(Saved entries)
****

/// Validate a descriptor tree. Errors point at the offending field.
pub fn validate(tree: &MockServer) -> Result<()> {
    if tree.http.servers.is_empty() {
        return Err(CatalystError::InvalidConfig {
            field: "http.servers".to_string(),
            reason: "no servers defined".to_string(),
        });
    }

    let mut ports = HashSet::new();
    for (i, server) in tree.http.servers.iter().enumerate() {
        if server.listen == 0 {
            return Err(CatalystError::InvalidConfig {
                field: format!("http.servers[{i}].listen"),
                reason: "listen port must be in [1, 65535]".to_string(),
            });
        }
        if !ports.insert(server.listen) {
            return Err(CatalystError::InvalidConfig {
                field: format!("http.servers[{i}].listen"),
                reason: format!("duplicate listen port {}", server.listen),
            });
        }
        if let Some(control) = server.port {
            if control == server.listen {
                return Err(CatalystError::InvalidConfig {
                    field: format!("http.servers[{i}].port"),
                    reason: "control port must differ from listen port".to_string(),
                });
            }
            if !ports.insert(control) {
                return Err(CatalystError::InvalidConfig {
                    field: format!("http.servers[{i}].port"),
                    reason: format!("duplicate port {control}"),
                });
            }
        }
        if server.location.is_empty() {
            return Err(CatalystError::InvalidConfig {
                field: format!("http.servers[{i}].location"),
                reason: "at least one location is required".to_string(),
            });
        }

        for (j, location) in server.location.iter().enumerate() {
            if location.path.is_empty() {
                return Err(CatalystError::InvalidConfig {
                    field: format!("http.servers[{i}].location[{j}].path"),
                    reason: "path must not be empty".to_string(),
                });
            }
            if !location.path.starts_with('/') {
                return Err(CatalystError::InvalidConfig {
                    field: format!("http.servers[{i}].location[{j}].path"),
                    reason: "path must be rooted".to_string(),
                });
            }
            if !(100..=599).contains(&location.status_code) {
                return Err(CatalystError::InvalidConfig {
                    field: format!("http.servers[{i}].location[{j}].status_code"),
                    reason: format!("status code {} out of range [100, 599]", location.status_code),
                });
            }
            // The schema text must at least be valid JSON here; compilation
            // happens when the listener is created.
            if let Some(schema) = &location.schema {
                if serde_json::from_str::<serde_json::Value>(schema).is_err() {
                    return Err(CatalystError::InvalidConfig {
                        field: format!("http.servers[{i}].location[{j}].schema"),
                        reason: "schema is not valid JSON".to_string(),
                    });
                }
            }
        }
    }

    Ok(())
}
//! Chaos injection engine.
//!
//! Each configured axis — latency, abort, error — is an independent
//! Bernoulli trial evaluated per request, in that order. Latency only
//! delays; abort and error short-circuit the pipeline. An axis whose
//! probability is non-numeric or ≤ 0 is a no-op, and ≥ 100 always fires.

use crate::config::{ChaosInjection, Probability};
use parking_lot::Mutex;
use rand::rngs::StdRng;
use rand::{Rng, SeedableRng};
use std::time::Duration;

/// What the pipeline must do after chaos evaluation.
#[derive(Debug, Clone, PartialEq, Eq)]
pub enum ChaosOutcome {
    /// Continue normal handling.
    Pass,
    /// Short-circuit with this status code and an empty body.
    Abort(u16),
    /// Short-circuit with this status code and the configured body.
    Error { code: u16, body: String },
}

impl ChaosOutcome {
    /// Whether the pipeline must stop normal handling.
    pub fn short_circuits(&self) -> bool {
        !matches!(self, ChaosOutcome::Pass)
    }
}

/// Chaos engine with a single shared randomness source.
pub struct ChaosEngine {
    rng: Mutex<StdRng>,
}

impl ChaosEngine {
    pub fn new() -> Self {
        Self {
            rng: Mutex::new(StdRng::from_entropy()),
        }
    }

    /// Evaluate every axis for one request. Sleeps for the latency axis
    /// when it fires; returns the abort/error outcome otherwise.
    pub async fn apply(&self, chaos: &ChaosInjection) -> ChaosOutcome {
        if let Some(latency) = &chaos.latency {
            if latency.time > 0 && self.roll(&latency.probability) {
                tokio::time::sleep(Duration::from_millis(latency.time)).await;
            }
        }

        if let Some(abort) = &chaos.abort {
            if abort.code > 0 && self.roll(&abort.probability) {
                return ChaosOutcome::Abort(abort.code);
            }
        }

        if let Some(error) = &chaos.error {
            if error.code > 0 && self.roll(&error.probability) {
                return ChaosOutcome::Error {
                    code: error.code,
                    body: error.response.clone(),
                };
            }
        }

        ChaosOutcome::Pass
    }

    /// One Bernoulli trial against a percentage in [0, 100].
    fn roll(&self, probability: &Probability) -> bool {
        let Some(p) = probability.as_f64() else {
            return false;
        };
        if p <= 0.0 {
            return false;
        }
        // gen::<f64>() samples [0, 1), so p >= 100 always fires.
        self.rng.lock().gen::<f64>() * 100.0 < p
    }
}

impl Default for ChaosEngine {
    fn default() -> Self {
        Self::new()
    }
}

#[cfg(test)]
mod tests {
    use super::*;
    use crate::config::{Abort, ErrorInjection, Latency};
    use std::time::Instant;

    fn chaos(
        latency: Option<Latency>,
        abort: Option<Abort>,
        error: Option<ErrorInjection>,
    ) -> ChaosInjection {
        ChaosInjection {
            latency,
            abort,
            error,
        }
    }

    #[tokio::test]
    async fn test_all_zero_probabilities_are_no_ops() {
        let engine = ChaosEngine::new();
        let config = chaos(
            Some(Latency {
                time: 500,
                probability: 0.0.into(),
            }),
            Some(Abort {
                code: 503,
                probability: 0.0.into(),
            }),
            Some(ErrorInjection {
                code: 500,
                probability: 0.0.into(),
                response: "boom".to_string(),
            }),
        );

        let start = Instant::now();
        for _ in 0..100 {
            assert_eq!(engine.apply(&config).await, ChaosOutcome::Pass);
        }
        // Latency must not have fired either.
        assert!(start.elapsed() < Duration::from_millis(400));
    }

    #[tokio::test]
    async fn test_abort_at_full_probability_always_fires() {
        let engine = ChaosEngine::new();
        let config = chaos(
            None,
            Some(Abort {
                code: 503,
                probability: 100.0.into(),
            }),
            None,
        );

        for _ in 0..100 {
            assert_eq!(engine.apply(&config).await, ChaosOutcome::Abort(503));
        }
    }

    #[tokio::test]
    async fn test_error_carries_configured_body() {
        let engine = ChaosEngine::new();
        let config = chaos(
            None,
            None,
            Some(ErrorInjection {
                code: 500,
                probability: Probability::Text("100".to_string()),
                response: r#"{"error":"injected"}"#.to_string(),
            }),
        );

        match engine.apply(&config).await {
            ChaosOutcome::Error { code, body } => {
                assert_eq!(code, 500);
                assert_eq!(body, r#"{"error":"injected"}"#);
            }
            other => panic!("expected error outcome, got {other:?}"),
        }
    }

    #[tokio::test]
    async fn test_abort_takes_precedence_over_error() {
        let engine = ChaosEngine::new();
        let config = chaos(
            None,
            Some(Abort {
                code: 503,
                probability: 100.0.into(),
            }),
            Some(ErrorInjection {
                code: 500,
                probability: 100.0.into(),
                response: String::new(),
            }),
        );

        assert_eq!(engine.apply(&config).await, ChaosOutcome::Abort(503));
    }

    #[tokio::test]
    async fn test_non_numeric_probability_disables_axis() {
        let engine = ChaosEngine::new();
        let config = chaos(
            None,
            Some(Abort {
                code: 503,
                probability: Probability::Text("often".to_string()),
            }),
            None,
        );

        for _ in 0..50 {
            assert_eq!(engine.apply(&config).await, ChaosOutcome::Pass);
        }
    }

    #[tokio::test]
    async fn test_zero_code_disables_axis() {
        let engine = ChaosEngine::new();
        let config = chaos(
            None,
            Some(Abort {
                code: 0,
                probability: 100.0.into(),
            }),
            None,
        );
        assert_eq!(engine.apply(&config).await, ChaosOutcome::Pass);
    }

    #[tokio::test]
    async fn test_latency_fires_without_short_circuit() {
        let engine = ChaosEngine::new();
        let config = chaos(
            Some(Latency {
                time: 30,
                probability: 100.0.into(),
            }),
            None,
            None,
        );

        let start = Instant::now();
        let outcome = engine.apply(&config).await;
        assert_eq!(outcome, ChaosOutcome::Pass);
        assert!(start.elapsed() >= Duration::from_millis(30));
    }
}
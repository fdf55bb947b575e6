//! Embedded transaction store.
//!
//! A single SQLite database holds every captured transaction in the
//! `mock_transactions` table. The store opens with WAL journaling and
//! normal synchronous durability, creates the table and its secondary
//! indexes on first use, and exposes single-record and batched inserts
//! plus the reverse-chronological query used by the control plane.

use crate::error::Result;
use chrono::{DateTime, SecondsFormat, Utc};
use parking_lot::Mutex;
use rusqlite::{params, Connection};
use serde::{Deserialize, Serialize};
use std::path::Path;
use std::sync::Arc;

/// One captured request/response pair.
///
/// Bodies are raw bytes: the pipeline stores exactly what was read from
/// the request and written to the response, including deliberately
/// malformed UTF-8 produced by the `invalidUTF8` template helper.
#[derive(Debug, Clone, PartialEq, Serialize, Deserialize)]
pub struct TransactionRecord {
    pub uuid: String,
    pub reception_id: String,
    pub sender_id: String,
    pub request_headers: String,
    pub request_method: String,
    pub request_endpoint: String,
    #[serde(with = "body_bytes")]
    pub request_body: Vec<u8>,
    pub response_headers: String,
    #[serde(with = "body_bytes")]
    pub response_body: Vec<u8>,
    pub response_status_code: u16,
    pub timestamp: DateTime<Utc>,
}

/// JSON representation for body bytes. The store keeps the exact bytes;
/// over the control-plane API they surface as lossy UTF-8 text, the same
/// view an HTTP client gets of a non-UTF-8 body.
mod body_bytes {
    use serde::{Deserialize, Deserializer, Serializer};

    pub fn serialize<S: Serializer>(bytes: &[u8], serializer: S) -> Result<S::Ok, S::Error> {
        serializer.serialize_str(&String::from_utf8_lossy(bytes))
    }

    pub fn deserialize<'de, D: Deserializer<'de>>(deserializer: D) -> Result<Vec<u8>, D::Error> {
        let text = String::deserialize(deserializer)?;
        Ok(text.into_bytes())
    }
}

const CREATE_TABLE: &str = "
CREATE TABLE IF NOT EXISTS mock_transactions (
    uuid TEXT PRIMARY KEY,
    recepcion_id TEXT,
    sender_id TEXT,
    request_headers TEXT,
    request_method TEXT NOT NULL,
    request_endpoint TEXT NOT NULL,
    request_body BLOB,
    response_headers TEXT,
    response_body BLOB,
    response_status_code INTEGER,
    timestamp DATETIME DEFAULT CURRENT_TIMESTAMP
)";

const CREATE_INDEXES: &str = "
CREATE INDEX IF NOT EXISTS idx_transactions_recepcion_id ON mock_transactions(recepcion_id);
CREATE INDEX IF NOT EXISTS idx_transactions_sender_id ON mock_transactions(sender_id);
CREATE INDEX IF NOT EXISTS idx_transactions_method ON mock_transactions(request_method);
CREATE INDEX IF NOT EXISTS idx_transactions_endpoint ON mock_transactions(request_endpoint);
CREATE INDEX IF NOT EXISTS idx_transactions_method_endpoint
    ON mock_transactions(request_method, request_endpoint);
";

const INSERT_SQL: &str = "
INSERT INTO mock_transactions (
    uuid, recepcion_id, sender_id, request_headers, request_method,
    request_endpoint, request_body, response_headers, response_body,
    response_status_code, timestamp
) VALUES (?1, ?2, ?3, ?4, ?5, ?6, ?7, ?8, ?9, ?10, ?11)";

/// Handle to the embedded store. Cheap to clone; all clones share one
/// connection (SQLite serializes writers regardless of connection count).
#[derive(Clone)]
pub struct Store {
    conn: Arc<Mutex<Connection>>,
}

impl Store {
    /// Open (or create) the database at `path` and initialize the schema.
    pub fn open(path: &Path) -> Result<Self> {
        let conn = Connection::open(path)?;
        Self::initialize(conn)
    }

    /// In-memory store for tests.
    pub fn open_in_memory() -> Result<Self> {
        let conn = Connection::open_in_memory()?;
        Self::initialize(conn)
    }

    fn initialize(conn: Connection) -> Result<Self> {
        // journal_mode replies with the resulting mode, so it cannot go
        // through pragma_update. In-memory databases stay on "memory".
        let _: String = conn.query_row("PRAGMA journal_mode=WAL", [], |row| row.get(0))?;
        conn.pragma_update(None, "synchronous", "NORMAL")?;
        conn.execute(CREATE_TABLE, [])?;
        conn.execute_batch(CREATE_INDEXES)?;

        Ok(Self {
            conn: Arc::new(Mutex::new(conn)),
        })
    }

    /// Insert a single record outside any batch (the capture fallback path).
    pub fn insert(&self, record: &TransactionRecord) -> Result<()> {
        let conn = self.conn.lock();
        execute_insert(&conn, record)?;
        Ok(())
    }

    /// Insert a whole batch inside one transaction with a prepared
    /// statement. Either every record commits or none does.
    pub fn insert_batch(&self, records: &[TransactionRecord]) -> Result<()> {
        let mut conn = self.conn.lock();
        let tx = conn.transaction()?;
        {
            let mut stmt = tx.prepare_cached(INSERT_SQL)?;
            for record in records {
                stmt.execute(params![
                    record.uuid,
                    record.reception_id,
                    record.sender_id,
                    record.request_headers,
                    record.request_method,
                    record.request_endpoint,
                    record.request_body,
                    record.response_headers,
                    record.response_body,
                    record.response_status_code,
                    format_timestamp(&record.timestamp),
                ])?;
            }
        }
        tx.commit()?;
        Ok(())
    }

    /// All captured records, most recent first.
    pub fn fetch_all(&self) -> Result<Vec<TransactionRecord>> {
        let conn = self.conn.lock();
        let mut stmt = conn.prepare(
            "SELECT uuid, recepcion_id, sender_id, request_headers, request_method,
                    request_endpoint, request_body, response_headers, response_body,
                    response_status_code, timestamp
             FROM mock_transactions ORDER BY timestamp DESC",
        )?;

        let rows = stmt.query_map([], |row| {
            let timestamp: String = row.get(10)?;
            Ok(TransactionRecord {
                uuid: row.get(0)?,
                reception_id: row.get(1)?,
                sender_id: row.get(2)?,
                request_headers: row.get(3)?,
                request_method: row.get(4)?,
                request_endpoint: row.get(5)?,
                request_body: row.get(6)?,
                response_headers: row.get(7)?,
                response_body: row.get(8)?,
                response_status_code: row.get::<_, i64>(9)? as u16,
                timestamp: parse_timestamp(&timestamp),
            })
        })?;

        let mut records = Vec::new();
        for row in rows {
            records.push(row?);
        }
        Ok(records)
    }

    /// Total number of captured records.
    pub fn count(&self) -> Result<u64> {
        let conn = self.conn.lock();
        let count: i64 = conn.query_row("SELECT COUNT(*) FROM mock_transactions", [], |row| {
            row.get(0)
        })?;
        Ok(count as u64)
    }
}

fn execute_insert(conn: &Connection, record: &TransactionRecord) -> rusqlite::Result<usize> {
    conn.execute(
        INSERT_SQL,
        params![
            record.uuid,
            record.reception_id,
            record.sender_id,
            record.request_headers,
            record.request_method,
            record.request_endpoint,
            record.request_body,
            record.response_headers,
            record.response_body,
            record.response_status_code,
            format_timestamp(&record.timestamp),
        ],
    )
}

/// Fixed-width UTC timestamp so lexicographic order matches time order.
fn format_timestamp(ts: &DateTime<Utc>) -> String {
    ts.to_rfc3339_opts(SecondsFormat::Micros, true)
}

fn parse_timestamp(raw: &str) -> DateTime<Utc> {
    DateTime::parse_from_rfc3339(raw)
        .map(|dt| dt.with_timezone(&Utc))
        .unwrap_or_else(|_| Utc::now())
}

#[cfg(test)]
mod tests {
    use super::*;
    use chrono::Duration;

    fn record(uuid: &str, endpoint: &str, ts: DateTime<Utc>) -> TransactionRecord {
        TransactionRecord {
            uuid: uuid.to_string(),
            reception_id: "rec-1".to_string(),
            sender_id: "snd-1".to_string(),
            request_headers: "{}".to_string(),
            request_method: "GET".to_string(),
            request_endpoint: endpoint.to_string(),
            request_body: Vec::new(),
            response_headers: "{}".to_string(),
            response_body: br#"{"test":true}"#.to_vec(),
            response_status_code: 200,
            timestamp: ts,
        }
    }

    #[test]
    fn test_insert_and_fetch_round_trip() {
        let store = Store::open_in_memory().unwrap();
        let rec = record("u-1", "/api/test", Utc::now());
        store.insert(&rec).unwrap();

        let fetched = store.fetch_all().unwrap();
        assert_eq!(fetched.len(), 1);
        assert_eq!(fetched[0].uuid, "u-1");
        assert_eq!(fetched[0].request_endpoint, "/api/test");
        assert_eq!(fetched[0].response_status_code, 200);
    }

    #[test]
    fn test_batch_insert_is_atomic_on_conflict() {
        let store = Store::open_in_memory().unwrap();
        store.insert(&record("dup", "/a", Utc::now())).unwrap();

        // Second record collides on the primary key; the whole batch must
        // roll back.
        let batch = vec![
            record("fresh", "/b", Utc::now()),
            record("dup", "/c", Utc::now()),
        ];
        assert!(store.insert_batch(&batch).is_err());
        assert_eq!(store.count().unwrap(), 1);
    }

    #[test]
    fn test_fetch_all_reverse_chronological() {
        let store = Store::open_in_memory().unwrap();
        let base = Utc::now();
        store
            .insert(&record("old", "/a", base - Duration::seconds(60)))
            .unwrap();
        store.insert(&record("new", "/b", base)).unwrap();
        store
            .insert(&record("mid", "/c", base - Duration::seconds(30)))
            .unwrap();

        let order: Vec<String> = store
            .fetch_all()
            .unwrap()
            .into_iter()
            .map(|r| r.uuid)
            .collect();
        assert_eq!(order, vec!["new", "mid", "old"]);
    }

    #[test]
    fn test_batch_insert_commits_every_record() {
        let store = Store::open_in_memory().unwrap();
        let batch: Vec<TransactionRecord> = (0..25)
            .map(|i| record(&format!("u-{i}"), "/bulk", Utc::now()))
            .collect();
        store.insert_batch(&batch).unwrap();
        assert_eq!(store.count().unwrap(), 25);
    }

    #[test]
    fn test_bodies_round_trip_byte_for_byte() {
        let store = Store::open_in_memory().unwrap();

        // Bodies that are not valid UTF-8 must come back unchanged.
        let mut rec = record("bytes", "/raw", Utc::now());
        rec.request_body = vec![0xED, 0xA0, 0x80];
        rec.response_body = vec![0xC0, 0x81, b'!', 0xF5];
        assert!(std::str::from_utf8(&rec.response_body).is_err());
        store.insert(&rec).unwrap();

        let fetched = store.fetch_all().unwrap();
        assert_eq!(fetched[0].request_body, vec![0xED, 0xA0, 0x80]);
        assert_eq!(fetched[0].response_body, vec![0xC0, 0x81, b'!', 0xF5]);
    }

    #[test]
    fn test_record_json_surfaces_bodies_as_lossy_text() {
        let mut rec = record("api", "/raw", Utc::now());
        rec.response_body = vec![b'a', 0xC0, b'b'];

        let encoded = serde_json::to_value(&rec).unwrap();
        assert_eq!(encoded["response_body"], "a\u{FFFD}b");
    }

    #[test]
    fn test_timestamp_round_trip() {
        let store = Store::open_in_memory().unwrap();
        let ts = Utc::now();
        store.insert(&record("t-1", "/ts", ts)).unwrap();

        let fetched = store.fetch_all().unwrap();
        let diff = (fetched[0].timestamp - ts).num_microseconds().unwrap_or(0);
        assert!(diff.abs() < 2);
    }
}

****

#### WORK TO BE COMPLETED:
Look through the data above. Copy every line with the string "impl" in it.

#### RESPONSE BOX:
impl ChaosOutcome {
impl ChaosEngine {
impl Default for ChaosEngine {
impl Store {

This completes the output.